### Directions for this task
Wherever the word "None" appears in the entries, copy the whole line.

[Stored data]
________________________________________

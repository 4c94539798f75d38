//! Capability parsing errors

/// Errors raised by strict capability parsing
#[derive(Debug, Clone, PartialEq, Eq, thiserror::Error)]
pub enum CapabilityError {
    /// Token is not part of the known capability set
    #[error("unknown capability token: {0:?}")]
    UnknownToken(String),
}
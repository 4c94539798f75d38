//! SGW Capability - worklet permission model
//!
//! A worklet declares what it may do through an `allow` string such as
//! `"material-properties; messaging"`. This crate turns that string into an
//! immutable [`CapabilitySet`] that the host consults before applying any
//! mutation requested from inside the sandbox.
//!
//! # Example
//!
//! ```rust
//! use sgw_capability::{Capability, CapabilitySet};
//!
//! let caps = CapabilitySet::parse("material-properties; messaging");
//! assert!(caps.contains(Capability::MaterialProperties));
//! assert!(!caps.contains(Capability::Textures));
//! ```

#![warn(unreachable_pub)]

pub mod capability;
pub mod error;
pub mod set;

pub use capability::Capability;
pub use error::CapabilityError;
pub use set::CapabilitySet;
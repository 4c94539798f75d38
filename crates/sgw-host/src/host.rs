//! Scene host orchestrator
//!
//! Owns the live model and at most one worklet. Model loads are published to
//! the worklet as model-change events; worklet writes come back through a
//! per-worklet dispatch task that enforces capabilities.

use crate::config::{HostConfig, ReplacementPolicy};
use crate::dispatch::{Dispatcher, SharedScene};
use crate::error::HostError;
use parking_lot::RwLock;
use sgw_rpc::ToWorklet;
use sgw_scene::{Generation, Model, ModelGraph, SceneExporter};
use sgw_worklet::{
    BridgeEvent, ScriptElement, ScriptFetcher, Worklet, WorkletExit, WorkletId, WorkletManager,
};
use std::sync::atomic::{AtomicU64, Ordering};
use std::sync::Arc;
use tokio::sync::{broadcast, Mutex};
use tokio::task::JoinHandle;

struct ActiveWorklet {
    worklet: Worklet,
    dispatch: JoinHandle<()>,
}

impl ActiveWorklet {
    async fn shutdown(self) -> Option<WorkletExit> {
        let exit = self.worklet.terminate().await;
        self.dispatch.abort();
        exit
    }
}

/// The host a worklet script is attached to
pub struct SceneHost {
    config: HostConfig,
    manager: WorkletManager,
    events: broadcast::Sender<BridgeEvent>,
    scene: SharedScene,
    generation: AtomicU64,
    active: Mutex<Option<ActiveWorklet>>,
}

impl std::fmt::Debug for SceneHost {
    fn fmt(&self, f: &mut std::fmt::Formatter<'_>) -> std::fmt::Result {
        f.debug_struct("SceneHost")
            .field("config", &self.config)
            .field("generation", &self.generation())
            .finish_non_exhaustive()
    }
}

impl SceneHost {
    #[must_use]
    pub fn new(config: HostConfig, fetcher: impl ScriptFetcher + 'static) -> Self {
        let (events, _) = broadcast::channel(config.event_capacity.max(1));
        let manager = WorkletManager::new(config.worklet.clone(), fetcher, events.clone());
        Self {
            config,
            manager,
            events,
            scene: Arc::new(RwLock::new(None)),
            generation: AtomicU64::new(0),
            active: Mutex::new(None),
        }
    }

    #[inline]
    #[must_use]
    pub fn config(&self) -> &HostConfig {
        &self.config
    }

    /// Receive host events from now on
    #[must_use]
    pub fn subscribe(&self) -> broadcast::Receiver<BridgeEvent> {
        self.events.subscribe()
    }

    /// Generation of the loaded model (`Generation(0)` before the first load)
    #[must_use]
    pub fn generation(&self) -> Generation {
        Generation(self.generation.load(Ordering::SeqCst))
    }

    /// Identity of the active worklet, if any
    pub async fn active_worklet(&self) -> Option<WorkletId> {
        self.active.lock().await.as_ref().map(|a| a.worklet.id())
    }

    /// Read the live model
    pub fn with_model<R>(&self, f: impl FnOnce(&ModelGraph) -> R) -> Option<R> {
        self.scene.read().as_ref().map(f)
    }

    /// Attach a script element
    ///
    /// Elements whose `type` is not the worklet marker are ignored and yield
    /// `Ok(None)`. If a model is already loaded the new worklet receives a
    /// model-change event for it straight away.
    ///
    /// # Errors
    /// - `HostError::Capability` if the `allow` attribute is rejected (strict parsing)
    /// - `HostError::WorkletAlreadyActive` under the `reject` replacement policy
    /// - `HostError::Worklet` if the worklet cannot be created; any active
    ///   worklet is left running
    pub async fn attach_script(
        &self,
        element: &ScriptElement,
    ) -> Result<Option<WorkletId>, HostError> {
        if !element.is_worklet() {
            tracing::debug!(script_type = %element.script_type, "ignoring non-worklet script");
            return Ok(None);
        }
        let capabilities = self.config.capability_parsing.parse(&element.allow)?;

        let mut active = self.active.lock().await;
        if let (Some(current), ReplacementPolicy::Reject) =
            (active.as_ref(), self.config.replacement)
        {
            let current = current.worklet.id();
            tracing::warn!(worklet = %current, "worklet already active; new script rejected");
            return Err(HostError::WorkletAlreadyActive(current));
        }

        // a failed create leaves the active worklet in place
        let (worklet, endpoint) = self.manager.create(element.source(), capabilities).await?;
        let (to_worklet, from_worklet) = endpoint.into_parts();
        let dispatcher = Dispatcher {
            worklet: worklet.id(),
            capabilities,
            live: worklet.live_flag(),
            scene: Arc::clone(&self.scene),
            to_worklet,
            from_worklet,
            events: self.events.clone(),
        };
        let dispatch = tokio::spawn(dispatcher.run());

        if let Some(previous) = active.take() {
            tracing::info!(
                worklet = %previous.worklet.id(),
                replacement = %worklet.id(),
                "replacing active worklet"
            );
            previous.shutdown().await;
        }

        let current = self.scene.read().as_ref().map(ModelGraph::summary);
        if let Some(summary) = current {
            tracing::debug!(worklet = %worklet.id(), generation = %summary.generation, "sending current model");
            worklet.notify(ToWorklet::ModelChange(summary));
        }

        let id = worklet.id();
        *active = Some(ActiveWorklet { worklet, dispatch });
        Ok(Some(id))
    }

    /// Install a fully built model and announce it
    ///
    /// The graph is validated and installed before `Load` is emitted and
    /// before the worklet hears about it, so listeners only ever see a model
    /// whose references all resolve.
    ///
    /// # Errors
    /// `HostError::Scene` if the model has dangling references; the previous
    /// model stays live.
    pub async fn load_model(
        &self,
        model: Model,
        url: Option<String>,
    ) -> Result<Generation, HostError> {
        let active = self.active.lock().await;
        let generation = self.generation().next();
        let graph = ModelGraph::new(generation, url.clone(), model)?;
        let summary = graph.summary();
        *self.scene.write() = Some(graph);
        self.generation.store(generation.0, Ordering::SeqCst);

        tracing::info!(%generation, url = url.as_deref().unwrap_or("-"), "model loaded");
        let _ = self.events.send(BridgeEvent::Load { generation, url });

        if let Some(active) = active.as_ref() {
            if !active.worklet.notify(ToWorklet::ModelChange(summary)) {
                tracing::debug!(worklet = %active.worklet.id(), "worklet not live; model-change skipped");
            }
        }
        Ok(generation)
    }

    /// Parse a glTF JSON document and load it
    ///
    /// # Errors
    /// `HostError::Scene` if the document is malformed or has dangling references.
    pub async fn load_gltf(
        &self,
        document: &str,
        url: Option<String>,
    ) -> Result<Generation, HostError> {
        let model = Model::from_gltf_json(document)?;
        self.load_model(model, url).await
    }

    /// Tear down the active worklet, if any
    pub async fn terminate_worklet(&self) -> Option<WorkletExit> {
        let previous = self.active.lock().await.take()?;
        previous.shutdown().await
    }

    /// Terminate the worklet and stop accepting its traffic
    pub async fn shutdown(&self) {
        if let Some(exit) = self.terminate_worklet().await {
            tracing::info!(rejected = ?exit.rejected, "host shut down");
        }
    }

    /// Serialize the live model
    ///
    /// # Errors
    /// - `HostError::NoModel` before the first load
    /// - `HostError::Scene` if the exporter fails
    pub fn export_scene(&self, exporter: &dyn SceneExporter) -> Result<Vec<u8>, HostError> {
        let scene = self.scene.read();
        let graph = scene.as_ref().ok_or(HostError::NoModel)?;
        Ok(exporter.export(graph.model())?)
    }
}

________________________________________

### Your response
            scene: Arc::new(RwLock::new(None)),
            active: Mutex::new(None),
    /// `Ok(None)`. If a model is already loaded the new worklet receives a
            return Ok(None);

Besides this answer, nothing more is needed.